//! The source state: every managed target and how to produce it
//!
//! [`SourceState::read`] walks the source directory once and builds a map
//! from target-relative path to [`SourceStateEntry`]. The map drives the
//! three operations that touch the destination:
//!
//! - [`SourceState::apply`] and [`SourceState::apply_all`] converge the
//!   destination to the target state through any [`System`]
//! - [`SourceState::post_apply`] removes emptied `remove_` directories
//! - [`SourceState::add`] imports destination entries into the source tree
//!
//! [`System`]: crate::system::System

mod add;
mod apply;
mod read;

pub use add::AddOptions;
pub use apply::{ApplyOptions, ApplyReport, EntryOutcome, ErrorPolicy, PreApplyDecision, PreApplyFn};
pub use read::ReadOptions;

use crate::entry::SourceStateEntry;
use crate::error::{Error, Result};
use crate::patterns::PatternSet;
use crate::processor::ContentProcessor;
use crate::system::System;
use crate::version::Version;
use hearth_core::path::{AbsPath, RelPath, SourceRelPath};
use serde_json::Value;
use std::collections::{BTreeMap, BTreeSet};
use std::fmt;
use std::rc::Rc;

/// Ignore patterns, one per line
pub const IGNORE_FILE: &str = ".chezmoiignore";
/// Patterns of destination paths to remove, one per line
pub const REMOVE_FILE: &str = ".chezmoiremove";
/// Minimum version required to read the source state
pub const VERSION_FILE: &str = ".chezmoiversion";
/// Shared templates, available to every template by name
pub const TEMPLATES_DIR: &str = ".chezmoitemplates";
/// Stem of template data files, `.chezmoidata.json`, `.toml` or `.yaml`
pub const DATA_NAME: &str = ".chezmoidata";
/// Scripts that have no target directory of their own
pub const SCRIPTS_DIR: &str = ".chezmoiscripts";
/// Names starting with this are reserved for control files
pub(crate) const CONTROL_PREFIX: &str = ".chezmoi";

/// All managed targets and their source entries
pub struct SourceState {
    source_dir: AbsPath,
    dest_dir: AbsPath,
    entries: BTreeMap<RelPath, SourceStateEntry>,
    ignore: PatternSet,
    remove_dirs: BTreeSet<RelPath>,
    processor: Rc<ContentProcessor>,
    data: Value,
    source_system: Rc<dyn System>,
    dest_system: Rc<dyn System>,
    min_version: Option<Version>,
}

impl fmt::Debug for SourceState {
    fn fmt(&self, f: &mut fmt::Formatter<'_>) -> fmt::Result {
        f.debug_struct("SourceState")
            .field("source_dir", &self.source_dir)
            .field("dest_dir", &self.dest_dir)
            .field("entries", &self.entries.len())
            .field("remove_dirs", &self.remove_dirs)
            .field("min_version", &self.min_version)
            .finish_non_exhaustive()
    }
}

impl SourceState {
    /// Root of the source tree
    pub fn source_dir(&self) -> &AbsPath {
        &self.source_dir
    }

    /// Root of the destination
    pub fn dest_dir(&self) -> &AbsPath {
        &self.dest_dir
    }

    /// Template data shared by every template
    pub fn data(&self) -> &Value {
        &self.data
    }

    /// Highest version named by any `.chezmoiversion`
    pub fn min_version(&self) -> Option<Version> {
        self.min_version
    }

    /// The source entry for `target_rel`
    pub fn entry(&self, target_rel: &RelPath) -> Option<&SourceStateEntry> {
        self.entries.get(target_rel)
    }

    /// All entries in path order
    pub fn entries(&self) -> impl Iterator<Item = (&RelPath, &SourceStateEntry)> {
        self.entries.iter()
    }

    /// Number of managed targets
    pub fn len(&self) -> usize {
        self.entries.len()
    }

    /// Whether nothing is managed
    pub fn is_empty(&self) -> bool {
        self.entries.is_empty()
    }

    /// Whether `target_rel` is ignored by `.chezmoiignore`
    pub fn ignored(&self, target_rel: &RelPath) -> bool {
        self.ignore.includes(target_rel.as_str())
    }

    /// All targets in apply order
    ///
    /// Sorted by script order first, so `before_` scripts come first and
    /// `after_` scripts last, then by path so parents precede children.
    pub fn target_rel_paths(&self) -> Vec<RelPath> {
        let mut paths: Vec<(i32, &RelPath)> = self
            .entries
            .iter()
            .map(|(rel, entry)| (entry.order(), rel))
            .collect();
        paths.sort();
        paths.into_iter().map(|(_, rel)| rel.clone()).collect()
    }

    /// Targets at, below, or above any of `selected`, in apply order
    ///
    /// Managed ancestors are included so their directories exist before
    /// their children are written.
    pub fn select(&self, selected: &[RelPath]) -> Result<Vec<RelPath>> {
        for rel in selected {
            if !self.entries.keys().any(|k| k.starts_with(rel)) {
                return Err(Error::NotManaged { target: rel.clone() });
            }
        }
        Ok(self
            .target_rel_paths()
            .into_iter()
            .filter(|k| selected.iter().any(|rel| k.starts_with(rel) || rel.starts_with(k)))
            .collect())
    }

    /// Template data for one file, with `chezmoi.sourceFile` and
    /// `chezmoi.targetFile` set
    pub(crate) fn file_data(&self, source_rel: &SourceRelPath, target_abs: &AbsPath) -> Value {
        let mut data = self.data.clone();
        if let Value::Object(map) = &mut data {
            let chezmoi = map
                .entry("chezmoi")
                .or_insert_with(|| Value::Object(serde_json::Map::new()));
            if let Value::Object(chezmoi) = chezmoi {
                chezmoi.insert("sourceFile".to_string(), Value::String(source_rel.to_string()));
                chezmoi.insert("targetFile".to_string(), Value::String(target_abs.to_string()));
            }
        }
        data
    }
}

#[cfg(test)]
pub(crate) mod tests {
    #![allow(clippy::unwrap_used, clippy::panic)]

    use super::*;
    use crate::processor::tests::test_processor;
    use crate::system::RealSystem;
    use crate::version::Version;
    use tempfile::TempDir;

    /// A source and a destination directory under one temporary root
    pub(crate) struct Fixture {
        pub(crate) _temp: TempDir,
        pub(crate) source: AbsPath,
        pub(crate) dest: AbsPath,
    }

    impl Fixture {
        pub(crate) fn new() -> Self {
            let temp = TempDir::new().unwrap();
            let root = AbsPath::from_path(temp.path()).unwrap();
            let source = root.join_str("source");
            let dest = root.join_str("home");
            std::fs::create_dir_all(source.as_path()).unwrap();
            std::fs::create_dir_all(dest.as_path()).unwrap();
            Fixture {
                _temp: temp,
                source,
                dest,
            }
        }

        /// Write a file below the source directory, creating parents
        pub(crate) fn source_file(&self, rel: &str, contents: &str) {
            write(&self.source.join_str(rel), contents);
        }

        /// Write a file below the destination directory, creating parents
        pub(crate) fn dest_file(&self, rel: &str, contents: &str) {
            write(&self.dest.join_str(rel), contents);
        }

        pub(crate) fn read(&self) -> Result<SourceState> {
            self.read_with(serde_json::json!({}))
        }

        pub(crate) fn read_with(&self, data: Value) -> Result<SourceState> {
            SourceState::read(
                Rc::new(RealSystem),
                Rc::new(RealSystem),
                test_processor(),
                ReadOptions {
                    source_dir: self.source.clone(),
                    dest_dir: self.dest.clone(),
                    data,
                    priority_data: Value::Null,
                    version: Version::new(2, 0, 0),
                },
            )
        }
    }

    fn write(path: &AbsPath, contents: &str) {
        std::fs::create_dir_all(path.as_path().parent().unwrap()).unwrap();
        std::fs::write(path.as_path(), contents).unwrap();
    }

    fn rel(s: &str) -> RelPath {
        RelPath::new(s).unwrap()
    }

    #[test]
    fn test_target_rel_paths_order() {
        let fx = Fixture::new();
        fx.source_file("run_after_zz.sh", "#!/bin/sh\n");
        fx.source_file("run_before_aa.sh", "#!/bin/sh\n");
        fx.source_file("dot_dir/file", "x\n");
        fx.source_file("dot_b", "b\n");
        let state = fx.read().unwrap();
        let order: Vec<String> = state
            .target_rel_paths()
            .iter()
            .map(|r| r.as_str().to_string())
            .collect();
        assert_eq!(order, ["aa.sh", ".b", ".dir", ".dir/file", "zz.sh"]);
    }

    #[test]
    fn test_select_includes_ancestors() {
        let fx = Fixture::new();
        fx.source_file("dot_dir/sub/file", "x\n");
        fx.source_file("dot_dir/other", "y\n");
        fx.source_file("dot_top", "z\n");
        let state = fx.read().unwrap();
        let selected = state.select(&[rel(".dir/sub")]).unwrap();
        assert_eq!(selected, [rel(".dir"), rel(".dir/sub"), rel(".dir/sub/file")]);
        assert!(matches!(
            state.select(&[rel(".missing")]),
            Err(Error::NotManaged { .. })
        ));
    }

    #[test]
    fn test_file_data_sets_file_names() {
        let fx = Fixture::new();
        let state = fx.read_with(serde_json::json!({"chezmoi": {"os": "linux"}})).unwrap();
        let data = state.file_data(
            &SourceRelPath::new("dot_x.tmpl").unwrap(),
            &fx.dest.join_str(".x"),
        );
        assert_eq!(data["chezmoi"]["os"], "linux");
        assert_eq!(data["chezmoi"]["sourceFile"], "dot_x.tmpl");
        assert_eq!(data["chezmoi"]["targetFile"], fx.dest.join_str(".x").to_string());
    }
}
▬▬▬
# What the exercise asks
Among the lines above, find those holding "that" and copy each one.

# Answer area
//! three operations that touch the destination:
/// Scripts that have no target directory of their own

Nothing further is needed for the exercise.